(Saved entries)
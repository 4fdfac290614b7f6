use axum::{
    extract::{Path, Query, State},
    response::IntoResponse,
    Json,
};
use serde_json::json;
use tracing::{info, instrument};
use uuid::Uuid;

use crate::{
    auth::jwt::AuthUser,
    error::{ApiError, ApiResponse, ApiResult},
    listings::{geo_filter, offset, parse_limit, parse_page, ListPage},
    rooms::dto::{
        CreateRoomRequest, RoomQuery, RoomResponse, UpdateRoomRequest, CATEGORIES,
        DEFAULT_RADIUS_KM, GENDERS,
    },
    rooms::repo,
    state::AppState,
    storage::{self, delete_photos},
};

#[instrument(skip(state, user, payload))]
pub async fn create_room(
    State(state): State<AppState>,
    AuthUser(user): AuthUser,
    Json(payload): Json<CreateRoomRequest>,
) -> ApiResult<impl IntoResponse> {
    if user.user_type != "room-owner" && user.user_type != "service-provider" {
        return Err(ApiError::Forbidden(
            "Only room owners or service providers can list rooms".into(),
        ));
    }

    let (new_room, uploads) = payload.into_validated()?;
    let photos =
        storage::upload_photos(state.storage.as_ref(), &format!("rooms/{}", user.id), &uploads)
            .await?;
    let room = repo::insert(&state.db, user.id, new_room, photos).await?;

    info!(room_id = %room.id, owner = %user.id, "room listing created");
    Ok(ApiResponse::created(
        RoomResponse::from(room),
        "Room listing is done successfully",
    ))
}

#[instrument(skip(state, user, payload))]
pub async fn update_room(
    State(state): State<AppState>,
    AuthUser(user): AuthUser,
    Path(id): Path<Uuid>,
    Json(payload): Json<UpdateRoomRequest>,
) -> ApiResult<impl IntoResponse> {
    let mut room = repo::find_by_id(&state.db, id)
        .await?
        .ok_or_else(|| ApiError::NotFound("Room not found".into()))?;
    if room.owner != user.id {
        return Err(ApiError::Forbidden(
            "Only the room owner can update the room listing".into(),
        ));
    }

    if let Some(rent) = payload.rent_per_month {
        if rent < 0.0 {
            return Err(ApiError::BadRequest("Rent must be positive".into()));
        }
        room.rent_per_month = rent;
    }
    if let Some(category) = payload.category {
        if !CATEGORIES.contains(&category.as_str()) {
            return Err(ApiError::BadRequest("Invalid room category".into()));
        }
        room.category = category;
    }
    if let Some(is_available) = payload.is_available {
        room.is_available = is_available;
    }
    if let Some(other_services) = payload.other_services {
        room.other_services = other_services;
    }
    if let Some(gender) = payload.customer_gender {
        if !GENDERS.contains(&gender.as_str()) {
            return Err(ApiError::BadRequest("Invalid customer gender".into()));
        }
        room.customer_gender = gender;
    }
    if let Some(location) = payload.location {
        location.validate()?;
        room.longitude = location.longitude();
        room.latitude = location.latitude();
    }
    if let Some(address) = payload.address {
        room.address.0.merge(address);
    }

    for needle in &payload.delete_photos {
        if let Some(pos) = room.photos.0.iter().position(|p| p.matches(needle)) {
            let removed = room.photos.0.remove(pos);
            if let Some(public_id) = removed.public_id() {
                state.storage.delete(&public_id).await?;
            }
        }
    }
    if !payload.add_photos.is_empty() {
        let added = storage::upload_photos(
            state.storage.as_ref(),
            &format!("rooms/{}", room.owner),
            &payload.add_photos,
        )
        .await?;
        room.photos.0.extend(added);
    }

    let updated = repo::update(&state.db, &room).await?;
    info!(room_id = %updated.id, "room listing updated");
    Ok(ApiResponse::ok(
        RoomResponse::from(updated),
        "Successfully updated",
    ))
}

#[instrument(skip(state, user))]
pub async fn delete_room(
    State(state): State<AppState>,
    AuthUser(user): AuthUser,
    Path(id): Path<Uuid>,
) -> ApiResult<impl IntoResponse> {
    let room = repo::find_by_id(&state.db, id)
        .await?
        .ok_or_else(|| ApiError::NotFound("Room not found".into()))?;
    if room.owner != user.id {
        return Err(ApiError::Forbidden(
            "Only the room owner can delete the room listing".into(),
        ));
    }

    delete_photos(state.storage.as_ref(), &room.photos.0).await?;
    repo::delete(&state.db, room.id).await?;

    info!(room_id = %room.id, "room listing deleted");
    Ok(ApiResponse::ok(
        json!({}),
        "Successfully deleted the room listing",
    ))
}

#[instrument(skip(state))]
pub async fn all_rooms(
    State(state): State<AppState>,
    Query(q): Query<RoomQuery>,
) -> ApiResult<impl IntoResponse> {
    let page = parse_page(&q.page);
    let limit = parse_limit(&q.limit);
    let geo = geo_filter(&q.lat, &q.lng, &q.radius, DEFAULT_RADIUS_KM);

    let (rooms, total) = repo::search(&state.db, &q, &geo, limit, offset(page, limit)).await?;
    Ok(ApiResponse::ok(
        ListPage {
            items: rooms.into_iter().map(RoomResponse::from).collect::<Vec<_>>(),
            total,
        },
        "Fetched rooms with filters",
    ))
}

#[instrument(skip(state, user))]
pub async fn my_rooms(
    State(state): State<AppState>,
    AuthUser(user): AuthUser,
) -> ApiResult<impl IntoResponse> {
    let rooms = repo::list_by_owner(&state.db, user.id).await?;
    Ok(ApiResponse::ok(
        rooms.into_iter().map(RoomResponse::from).collect::<Vec<_>>(),
        "Successfully fetched rooms",
    ))
}
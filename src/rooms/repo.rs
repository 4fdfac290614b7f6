use sqlx::types::Json;
use sqlx::{FromRow, PgPool, Postgres, QueryBuilder};
use time::OffsetDateTime;
use uuid::Uuid;

use crate::listings::{push_radius_filter, Address, GeoFilter};
use crate::rooms::dto::{NewRoom, RoomQuery};
use crate::storage::PhotoRef;

#[derive(Debug, Clone, FromRow)]
pub struct Room {
    pub id: Uuid,
    pub owner: Uuid,
    pub rent_per_month: f64,
    pub category: String,
    pub is_available: bool,
    pub other_services: Vec<String>,
    pub customer_gender: String,
    pub longitude: f64,
    pub latitude: f64,
    pub address: Json<Address>,
    pub photos: Json<Vec<PhotoRef>>,
    pub rating_average: f64,
    pub rating_count: i32,
    pub created_at: OffsetDateTime,
    pub updated_at: OffsetDateTime,
}

const ROOM_COLUMNS: &str = "id, owner, rent_per_month, category, is_available, other_services, \
     customer_gender, longitude, latitude, address, photos, rating_average, rating_count, \
     created_at, updated_at";

pub async fn insert(
    db: &PgPool,
    owner: Uuid,
    new: NewRoom,
    photos: Vec<PhotoRef>,
) -> anyhow::Result<Room> {
    let room = sqlx::query_as::<_, Room>(&format!(
        "INSERT INTO rooms (owner, rent_per_month, category, other_services, customer_gender, \
         longitude, latitude, address, photos) \
         VALUES ($1, $2, $3, $4, $5, $6, $7, $8, $9) \
         RETURNING {ROOM_COLUMNS}"
    ))
    .bind(owner)
    .bind(new.rent_per_month)
    .bind(&new.category)
    .bind(&new.other_services)
    .bind(&new.customer_gender)
    .bind(new.location.longitude())
    .bind(new.location.latitude())
    .bind(Json(&new.address))
    .bind(Json(&photos))
    .fetch_one(db)
    .await?;
    Ok(room)
}

pub async fn find_by_id(db: &PgPool, id: Uuid) -> anyhow::Result<Option<Room>> {
    let room = sqlx::query_as::<_, Room>(&format!(
        "SELECT {ROOM_COLUMNS} FROM rooms WHERE id = $1"
    ))
    .bind(id)
    .fetch_optional(db)
    .await?;
    Ok(room)
}

/// Writes back a re-read and mutated row (last write wins).
pub async fn update(db: &PgPool, room: &Room) -> anyhow::Result<Room> {
    let updated = sqlx::query_as::<_, Room>(&format!(
        "UPDATE rooms SET rent_per_month = $1, category = $2, is_available = $3, \
         other_services = $4, customer_gender = $5, longitude = $6, latitude = $7, \
         address = $8, photos = $9, updated_at = now() \
         WHERE id = $10 RETURNING {ROOM_COLUMNS}"
    ))
    .bind(room.rent_per_month)
    .bind(&room.category)
    .bind(room.is_available)
    .bind(&room.other_services)
    .bind(&room.customer_gender)
    .bind(room.longitude)
    .bind(room.latitude)
    .bind(Json(&room.address.0))
    .bind(Json(&room.photos.0))
    .bind(room.id)
    .fetch_one(db)
    .await?;
    Ok(updated)
}

pub async fn delete(db: &PgPool, id: Uuid) -> anyhow::Result<()> {
    sqlx::query("DELETE FROM rooms WHERE id = $1")
        .bind(id)
        .execute(db)
        .await?;
    Ok(())
}

pub async fn list_by_owner(db: &PgPool, owner: Uuid) -> anyhow::Result<Vec<Room>> {
    let rooms = sqlx::query_as::<_, Room>(&format!(
        "SELECT {ROOM_COLUMNS} FROM rooms WHERE owner = $1 ORDER BY created_at DESC"
    ))
    .bind(owner)
    .fetch_all(db)
    .await?;
    Ok(rooms)
}

fn push_filters<'a>(
    qb: &mut QueryBuilder<'a, Postgres>,
    q: &'a RoomQuery,
    geo: &Option<GeoFilter>,
) {
    if let Some(category) = &q.category {
        qb.push(" AND category = ").push_bind(category);
    }
    if let Some(gender) = &q.gender {
        qb.push(" AND customer_gender = ").push_bind(gender);
    }
    if let Some(city) = &q.city {
        qb.push(" AND address->>'city' = ").push_bind(city);
    }
    if let Some(state) = &q.state {
        qb.push(" AND address->>'state' = ").push_bind(state);
    }
    if let Some(geo) = geo {
        push_radius_filter(qb, geo);
    }
}

/// Filtered page, newest first, plus the full filtered count.
pub async fn search(
    db: &PgPool,
    q: &RoomQuery,
    geo: &Option<GeoFilter>,
    limit: i64,
    offset: i64,
) -> anyhow::Result<(Vec<Room>, i64)> {
    let mut qb = QueryBuilder::<Postgres>::new(format!(
        "SELECT {ROOM_COLUMNS} FROM rooms WHERE TRUE"
    ));
    push_filters(&mut qb, q, geo);
    qb.push(" ORDER BY created_at DESC LIMIT ")
        .push_bind(limit)
        .push(" OFFSET ")
        .push_bind(offset);
    let rooms: Vec<Room> = qb.build_query_as().fetch_all(db).await?;

    let mut count_qb = QueryBuilder::<Postgres>::new("SELECT COUNT(*) FROM rooms WHERE TRUE");
    push_filters(&mut count_qb, q, geo);
    let (total,): (i64,) = count_qb.build_query_as().fetch_one(db).await?;

    Ok((rooms, total))
}
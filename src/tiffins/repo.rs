use sqlx::types::Json;
use sqlx::{FromRow, PgPool, Postgres, QueryBuilder};
use time::OffsetDateTime;
use uuid::Uuid;

use crate::listings::{push_radius_filter, Address, GeoFilter, Timings};
use crate::storage::PhotoRef;
use crate::tiffins::dto::{NewTiffin, TiffinPrice, TiffinQuery};

#[derive(Debug, Clone, FromRow)]
pub struct Tiffin {
    pub id: Uuid,
    pub owner: Uuid,
    pub name: String,
    pub longitude: f64,
    pub latitude: f64,
    pub address: Json<Address>,
    pub delivery_available: bool,
    pub timings: Json<Timings>,
    pub price: Json<TiffinPrice>,
    pub photos: Json<Vec<PhotoRef>>,
    pub landline: Option<String>,
    pub active: bool,
    pub rating_average: f64,
    pub rating_count: i32,
    pub created_at: OffsetDateTime,
    pub updated_at: OffsetDateTime,
}

const TIFFIN_COLUMNS: &str = "id, owner, name, longitude, latitude, address, \
     delivery_available, timings, price, photos, landline, active, rating_average, \
     rating_count, created_at, updated_at";

pub async fn insert(
    db: &PgPool,
    owner: Uuid,
    new: NewTiffin,
    photos: Vec<PhotoRef>,
) -> anyhow::Result<Tiffin> {
    let tiffin = sqlx::query_as::<_, Tiffin>(&format!(
        "INSERT INTO tiffins (owner, name, longitude, latitude, address, delivery_available, \
         timings, price, photos, landline) \
         VALUES ($1, $2, $3, $4, $5, $6, $7, $8, $9, $10) \
         RETURNING {TIFFIN_COLUMNS}"
    ))
    .bind(owner)
    .bind(&new.name)
    .bind(new.location.longitude())
    .bind(new.location.latitude())
    .bind(Json(&new.address))
    .bind(new.delivery_available)
    .bind(Json(&new.timings))
    .bind(Json(&new.price))
    .bind(Json(&photos))
    .bind(&new.landline)
    .fetch_one(db)
    .await?;
    Ok(tiffin)
}

pub async fn find_by_id(db: &PgPool, id: Uuid) -> anyhow::Result<Option<Tiffin>> {
    let tiffin = sqlx::query_as::<_, Tiffin>(&format!(
        "SELECT {TIFFIN_COLUMNS} FROM tiffins WHERE id = $1"
    ))
    .bind(id)
    .fetch_optional(db)
    .await?;
    Ok(tiffin)
}

pub async fn update(db: &PgPool, tiffin: &Tiffin) -> anyhow::Result<Tiffin> {
    let updated = sqlx::query_as::<_, Tiffin>(&format!(
        "UPDATE tiffins SET name = $1, delivery_available = $2, landline = $3, active = $4, \
         address = $5, timings = $6, price = $7, photos = $8, updated_at = now() \
         WHERE id = $9 RETURNING {TIFFIN_COLUMNS}"
    ))
    .bind(&tiffin.name)
    .bind(tiffin.delivery_available)
    .bind(&tiffin.landline)
    .bind(tiffin.active)
    .bind(Json(&tiffin.address.0))
    .bind(Json(&tiffin.timings.0))
    .bind(Json(&tiffin.price.0))
    .bind(Json(&tiffin.photos.0))
    .bind(tiffin.id)
    .fetch_one(db)
    .await?;
    Ok(updated)
}

pub async fn delete(db: &PgPool, id: Uuid) -> anyhow::Result<()> {
    sqlx::query("DELETE FROM tiffins WHERE id = $1")
        .bind(id)
        .execute(db)
        .await?;
    Ok(())
}

pub async fn list_by_owner(db: &PgPool, owner: Uuid) -> anyhow::Result<Vec<Tiffin>> {
    let tiffins = sqlx::query_as::<_, Tiffin>(&format!(
        "SELECT {TIFFIN_COLUMNS} FROM tiffins WHERE owner = $1 ORDER BY created_at DESC"
    ))
    .bind(owner)
    .fetch_all(db)
    .await?;
    Ok(tiffins)
}

fn push_filters<'a>(
    qb: &mut QueryBuilder<'a, Postgres>,
    q: &'a TiffinQuery,
    geo: &Option<GeoFilter>,
) {
    if let Some(city) = &q.city {
        qb.push(" AND address->>'city' = ").push_bind(city);
    }
    if let Some(opening) = &q.opening_time {
        qb.push(" AND timings->>'openingTime' = ").push_bind(opening);
    }
    if let Some(closing) = &q.closing_time {
        qb.push(" AND timings->>'closingTime' = ").push_bind(closing);
    }
    if let Some(delivery) = q.delivery_filter() {
        qb.push(" AND delivery_available = ").push_bind(delivery);
    }
    if let Some(geo) = geo {
        push_radius_filter(qb, geo);
    }
}

pub async fn search(
    db: &PgPool,
    q: &TiffinQuery,
    geo: &Option<GeoFilter>,
    limit: i64,
    offset: i64,
) -> anyhow::Result<(Vec<Tiffin>, i64)> {
    let mut qb = QueryBuilder::<Postgres>::new(format!(
        "SELECT {TIFFIN_COLUMNS} FROM tiffins WHERE TRUE"
    ));
    push_filters(&mut qb, q, geo);
    qb.push(" ORDER BY created_at DESC LIMIT ")
        .push_bind(limit)
        .push(" OFFSET ")
        .push_bind(offset);
    let tiffins: Vec<Tiffin> = qb.build_query_as().fetch_all(db).await?;

    let mut count_qb = QueryBuilder::<Postgres>::new("SELECT COUNT(*) FROM tiffins WHERE TRUE");
    push_filters(&mut count_qb, q, geo);
    let (total,): (i64,) = count_qb.build_query_as().fetch_one(db).await?;

    Ok((tiffins, total))
}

> **Exercise instructions**: Scan the records above for the word "latitude" and return every line where it occurs.

> **Response**:
        room.latitude = location.latitude();
    pub latitude: f64,
     customer_gender, longitude, latitude, address, photos, rating_average, rating_count, \
         longitude, latitude, address, photos) \
    .bind(new.location.latitude())
         other_services = $4, customer_gender = $5, longitude = $6, latitude = $7, \
    .bind(room.latitude)
    pub latitude: f64,
const TIFFIN_COLUMNS: &str = "id, owner, name, longitude, latitude, address, \
        "INSERT INTO tiffins (owner, name, longitude, latitude, address, delivery_available, \
    .bind(new.location.latitude())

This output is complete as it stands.